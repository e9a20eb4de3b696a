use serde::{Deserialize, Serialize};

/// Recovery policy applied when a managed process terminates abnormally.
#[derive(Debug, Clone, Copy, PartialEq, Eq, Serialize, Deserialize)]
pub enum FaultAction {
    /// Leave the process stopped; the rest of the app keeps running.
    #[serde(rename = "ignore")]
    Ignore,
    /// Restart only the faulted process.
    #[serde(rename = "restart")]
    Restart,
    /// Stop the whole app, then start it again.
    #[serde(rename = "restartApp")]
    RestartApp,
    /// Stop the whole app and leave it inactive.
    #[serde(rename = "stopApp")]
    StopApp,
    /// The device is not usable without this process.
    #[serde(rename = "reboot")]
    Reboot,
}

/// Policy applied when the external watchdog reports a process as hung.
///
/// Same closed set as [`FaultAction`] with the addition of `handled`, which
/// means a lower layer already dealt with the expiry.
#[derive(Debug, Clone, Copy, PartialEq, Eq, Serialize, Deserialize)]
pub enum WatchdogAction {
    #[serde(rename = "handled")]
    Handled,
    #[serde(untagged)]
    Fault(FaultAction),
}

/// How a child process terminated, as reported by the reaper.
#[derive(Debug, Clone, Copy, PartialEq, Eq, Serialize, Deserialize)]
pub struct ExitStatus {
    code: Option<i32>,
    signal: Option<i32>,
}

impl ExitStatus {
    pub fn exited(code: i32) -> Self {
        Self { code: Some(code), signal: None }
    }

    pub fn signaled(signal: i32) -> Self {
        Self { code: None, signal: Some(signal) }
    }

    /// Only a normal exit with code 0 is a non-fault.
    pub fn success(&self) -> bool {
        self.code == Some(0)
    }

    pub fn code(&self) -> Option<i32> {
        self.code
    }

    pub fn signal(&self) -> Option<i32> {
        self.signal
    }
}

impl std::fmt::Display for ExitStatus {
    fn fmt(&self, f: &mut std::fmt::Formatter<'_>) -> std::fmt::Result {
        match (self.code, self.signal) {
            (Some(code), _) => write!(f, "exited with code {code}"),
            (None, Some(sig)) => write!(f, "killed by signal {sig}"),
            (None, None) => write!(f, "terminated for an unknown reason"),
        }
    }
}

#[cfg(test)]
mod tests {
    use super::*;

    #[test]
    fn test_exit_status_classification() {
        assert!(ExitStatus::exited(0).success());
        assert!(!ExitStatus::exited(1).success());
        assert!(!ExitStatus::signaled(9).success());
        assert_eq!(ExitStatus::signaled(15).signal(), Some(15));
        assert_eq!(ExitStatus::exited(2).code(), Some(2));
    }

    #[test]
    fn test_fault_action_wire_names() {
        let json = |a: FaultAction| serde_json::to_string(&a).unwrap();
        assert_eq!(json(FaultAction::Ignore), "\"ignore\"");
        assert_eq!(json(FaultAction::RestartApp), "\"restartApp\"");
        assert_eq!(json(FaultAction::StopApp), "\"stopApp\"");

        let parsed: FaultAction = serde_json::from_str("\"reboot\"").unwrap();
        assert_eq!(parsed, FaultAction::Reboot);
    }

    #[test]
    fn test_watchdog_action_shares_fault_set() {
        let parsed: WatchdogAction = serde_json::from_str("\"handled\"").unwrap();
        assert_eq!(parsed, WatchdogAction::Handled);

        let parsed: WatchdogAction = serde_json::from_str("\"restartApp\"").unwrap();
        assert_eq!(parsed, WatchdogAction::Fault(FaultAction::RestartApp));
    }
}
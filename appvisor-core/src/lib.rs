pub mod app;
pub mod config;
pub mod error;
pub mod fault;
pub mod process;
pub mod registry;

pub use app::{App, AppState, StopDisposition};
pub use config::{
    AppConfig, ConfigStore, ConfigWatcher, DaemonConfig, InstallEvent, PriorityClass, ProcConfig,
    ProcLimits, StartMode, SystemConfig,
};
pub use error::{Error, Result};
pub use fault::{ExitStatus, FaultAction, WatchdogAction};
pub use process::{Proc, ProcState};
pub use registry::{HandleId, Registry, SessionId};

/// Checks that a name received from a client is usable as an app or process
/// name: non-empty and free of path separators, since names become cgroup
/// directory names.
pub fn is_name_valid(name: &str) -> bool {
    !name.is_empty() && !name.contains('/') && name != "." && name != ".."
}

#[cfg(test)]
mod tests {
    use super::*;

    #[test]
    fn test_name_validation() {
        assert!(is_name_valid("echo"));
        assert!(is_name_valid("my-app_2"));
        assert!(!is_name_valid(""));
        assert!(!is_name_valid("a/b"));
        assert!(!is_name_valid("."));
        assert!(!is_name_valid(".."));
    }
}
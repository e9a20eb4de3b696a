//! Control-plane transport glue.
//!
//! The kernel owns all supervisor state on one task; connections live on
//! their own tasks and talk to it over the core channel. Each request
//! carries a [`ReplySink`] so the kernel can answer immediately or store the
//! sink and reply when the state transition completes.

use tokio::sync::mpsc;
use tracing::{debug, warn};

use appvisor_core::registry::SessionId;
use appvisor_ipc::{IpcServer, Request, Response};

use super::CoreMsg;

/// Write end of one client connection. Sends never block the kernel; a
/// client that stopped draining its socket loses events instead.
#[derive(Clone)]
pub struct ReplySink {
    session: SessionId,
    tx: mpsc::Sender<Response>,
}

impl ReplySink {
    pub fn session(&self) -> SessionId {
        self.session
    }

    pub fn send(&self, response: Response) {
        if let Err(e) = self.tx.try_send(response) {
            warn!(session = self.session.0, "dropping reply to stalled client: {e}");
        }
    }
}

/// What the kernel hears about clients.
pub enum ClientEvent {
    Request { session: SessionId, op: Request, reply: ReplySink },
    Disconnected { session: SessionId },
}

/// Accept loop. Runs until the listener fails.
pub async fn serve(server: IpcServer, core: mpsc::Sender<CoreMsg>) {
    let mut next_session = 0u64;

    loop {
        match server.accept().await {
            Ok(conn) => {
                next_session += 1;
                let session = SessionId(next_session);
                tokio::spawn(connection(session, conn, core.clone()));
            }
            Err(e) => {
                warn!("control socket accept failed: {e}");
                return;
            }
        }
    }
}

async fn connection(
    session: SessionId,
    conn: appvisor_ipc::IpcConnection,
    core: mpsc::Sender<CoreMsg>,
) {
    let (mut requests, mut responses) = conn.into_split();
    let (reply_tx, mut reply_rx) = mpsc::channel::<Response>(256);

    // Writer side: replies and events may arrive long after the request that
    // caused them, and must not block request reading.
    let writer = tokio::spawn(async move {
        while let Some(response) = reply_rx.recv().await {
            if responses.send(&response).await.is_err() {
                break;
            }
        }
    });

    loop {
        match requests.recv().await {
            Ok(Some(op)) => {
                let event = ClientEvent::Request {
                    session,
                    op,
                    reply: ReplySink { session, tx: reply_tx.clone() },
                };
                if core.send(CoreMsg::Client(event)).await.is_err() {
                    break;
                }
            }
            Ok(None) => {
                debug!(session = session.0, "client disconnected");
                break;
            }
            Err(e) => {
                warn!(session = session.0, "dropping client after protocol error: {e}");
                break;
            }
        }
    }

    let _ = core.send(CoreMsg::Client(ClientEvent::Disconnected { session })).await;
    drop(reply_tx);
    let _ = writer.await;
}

■ Work order
Word for word, give the material above a second time.

■ Result
repository e9a20eb4de3b696a
use serde::{Deserialize, Serialize};

/// Recovery policy applied when a managed process terminates abnormally.
#[derive(Debug, Clone, Copy, PartialEq, Eq, Serialize, Deserialize)]
pub enum FaultAction {
    /// Leave the process stopped; the rest of the app keeps running.
    #[serde(rename = "ignore")]
    Ignore,
    /// Restart only the faulted process.
    #[serde(rename = "restart")]
    Restart,
    /// Stop the whole app, then start it again.
    #[serde(rename = "restartApp")]
    RestartApp,
    /// Stop the whole app and leave it inactive.
    #[serde(rename = "stopApp")]
    StopApp,
    /// The device is not usable without this process.
    #[serde(rename = "reboot")]
    Reboot,
}

/// Policy applied when the external watchdog reports a process as hung.
///
/// Same closed set as [`FaultAction`] with the addition of `handled`, which
/// means a lower layer already dealt with the expiry.
#[derive(Debug, Clone, Copy, PartialEq, Eq, Serialize, Deserialize)]
pub enum WatchdogAction {
    #[serde(rename = "handled")]
    Handled,
    #[serde(untagged)]
    Fault(FaultAction),
}

/// How a child process terminated, as reported by the reaper.
#[derive(Debug, Clone, Copy, PartialEq, Eq, Serialize, Deserialize)]
pub struct ExitStatus {
    code: Option<i32>,
    signal: Option<i32>,
}

impl ExitStatus {
    pub fn exited(code: i32) -> Self {
        Self { code: Some(code), signal: None }
    }

    pub fn signaled(signal: i32) -> Self {
        Self { code: None, signal: Some(signal) }
    }

    /// Only a normal exit with code 0 is a non-fault.
    pub fn success(&self) -> bool {
        self.code == Some(0)
    }

    pub fn code(&self) -> Option<i32> {
        self.code
    }

    pub fn signal(&self) -> Option<i32> {
        self.signal
    }
}

impl std::fmt::Display for ExitStatus {
    fn fmt(&self, f: &mut std::fmt::Formatter<'_>) -> std::fmt::Result {
        match (self.code, self.signal) {
            (Some(code), _) => write!(f, "exited with code {code}"),
            (None, Some(sig)) => write!(f, "killed by signal {sig}"),
            (None, None) => write!(f, "terminated for an unknown reason"),
        }
    }
}

#[cfg(test)]
mod tests {
    use super::*;

    #[test]
    fn test_exit_status_classification() {
        assert!(ExitStatus::exited(0).success());
        assert!(!ExitStatus::exited(1).success());
        assert!(!ExitStatus::signaled(9).success());
        assert_eq!(ExitStatus::signaled(15).signal(), Some(15));
        assert_eq!(ExitStatus::exited(2).code(), Some(2));
    }

    #[test]
    fn test_fault_action_wire_names() {
        let json = |a: FaultAction| serde_json::to_string(&a).unwrap();
        assert_eq!(json(FaultAction::Ignore), "\"ignore\"");
        assert_eq!(json(FaultAction::RestartApp), "\"restartApp\"");
        assert_eq!(json(FaultAction::StopApp), "\"stopApp\"");

        let parsed: FaultAction = serde_json::from_str("\"reboot\"").unwrap();
        assert_eq!(parsed, FaultAction::Reboot);
    }

    #[test]
    fn test_watchdog_action_shares_fault_set() {
        let parsed: WatchdogAction = serde_json::from_str("\"handled\"").unwrap();
        assert_eq!(parsed, WatchdogAction::Handled);

        let parsed: WatchdogAction = serde_json::from_str("\"restartApp\"").unwrap();
        assert_eq!(parsed, WatchdogAction::Fault(FaultAction::RestartApp));
    }
}
filename appvisor-core/src/lib.rs
pub mod app;
pub mod config;
pub mod error;
pub mod fault;
pub mod process;
pub mod registry;

pub use app::{App, AppState, StopDisposition};
pub use config::{
    AppConfig, ConfigStore, ConfigWatcher, DaemonConfig, InstallEvent, PriorityClass, ProcConfig,
    ProcLimits, StartMode, SystemConfig,
};
pub use error::{Error, Result};
pub use fault::{ExitStatus, FaultAction, WatchdogAction};
pub use process::{Proc, ProcState};
pub use registry::{HandleId, Registry, SessionId};

/// Checks that a name received from a client is usable as an app or process
/// name: non-empty and free of path separators, since names become cgroup
/// directory names.
pub fn is_name_valid(name: &str) -> bool {
    !name.is_empty() && !name.contains('/') && name != "." && name != ".."
}

#[cfg(test)]
mod tests {
    use super::*;

    #[test]
    fn test_name_validation() {
        assert!(is_name_valid("echo"));
        assert!(is_name_valid("my-app_2"));
        assert!(!is_name_valid(""));
        assert!(!is_name_valid("a/b"));
        assert!(!is_name_valid("."));
        assert!(!is_name_valid(".."));
    }
}
repository e9a20eb4de3b696a
//! Control-plane transport glue.
//!
//! The kernel owns all supervisor state on one task; connections live on
//! their own tasks and talk to it over the core channel. Each request
//! carries a [`ReplySink`] so the kernel can answer immediately or store the
//! sink and reply when the state transition completes.

use tokio::sync::mpsc;
use tracing::{debug, warn};

use appvisor_core::registry::SessionId;
use appvisor_ipc::{IpcServer, Request, Response};

use super::CoreMsg;

/// Write end of one client connection. Sends never block the kernel; a
/// client that stopped draining its socket loses events instead.
#[derive(Clone)]
pub struct ReplySink {
    session: SessionId,
    tx: mpsc::Sender<Response>,
}

impl ReplySink {
    pub fn session(&self) -> SessionId {
        self.session
    }

    pub fn send(&self, response: Response) {
        if let Err(e) = self.tx.try_send(response) {
            warn!(session = self.session.0, "dropping reply to stalled client: {e}");
        }
    }
}

/// What the kernel hears about clients.
pub enum ClientEvent {
    Request { session: SessionId, op: Request, reply: ReplySink },
    Disconnected { session: SessionId },
}

/// Accept loop. Runs until the listener fails.
pub async fn serve(server: IpcServer, core: mpsc::Sender<CoreMsg>) {
    let mut next_session = 0u64;

    loop {
        match server.accept().await {
            Ok(conn) => {
                next_session += 1;
                let session = SessionId(next_session);
                tokio::spawn(connection(session, conn, core.clone()));
            }
            Err(e) => {
                warn!("control socket accept failed: {e}");
                return;
            }
        }
    }
}

async fn connection(
    session: SessionId,
    conn: appvisor_ipc::IpcConnection,
    core: mpsc::Sender<CoreMsg>,
) {
    let (mut requests, mut responses) = conn.into_split();
    let (reply_tx, mut reply_rx) = mpsc::channel::<Response>(256);

    // Writer side: replies and events may arrive long after the request that
    // caused them, and must not block request reading.
    let writer = tokio::spawn(async move {
        while let Some(response) = reply_rx.recv().await {
            if responses.send(&response).await.is_err() {
                break;
            }
        }
    });

    loop {
        match requests.recv().await {
            Ok(Some(op)) => {
                let event = ClientEvent::Request {
                    session,
                    op,
                    reply: ReplySink { session, tx: reply_tx.clone() },
                };
                if core.send(CoreMsg::Client(event)).await.is_err() {
                    break;
                }
            }
            Ok(None) => {
                debug!(session = session.0, "client disconnected");
                break;
            }
            Err(e) => {
                warn!(session = session.0, "dropping client after protocol error: {e}");
                break;
            }
        }
    }

    let _ = core.send(CoreMsg::Client(ClientEvent::Disconnected { session })).await;
    drop(reply_tx);
    let _ = writer.await;
}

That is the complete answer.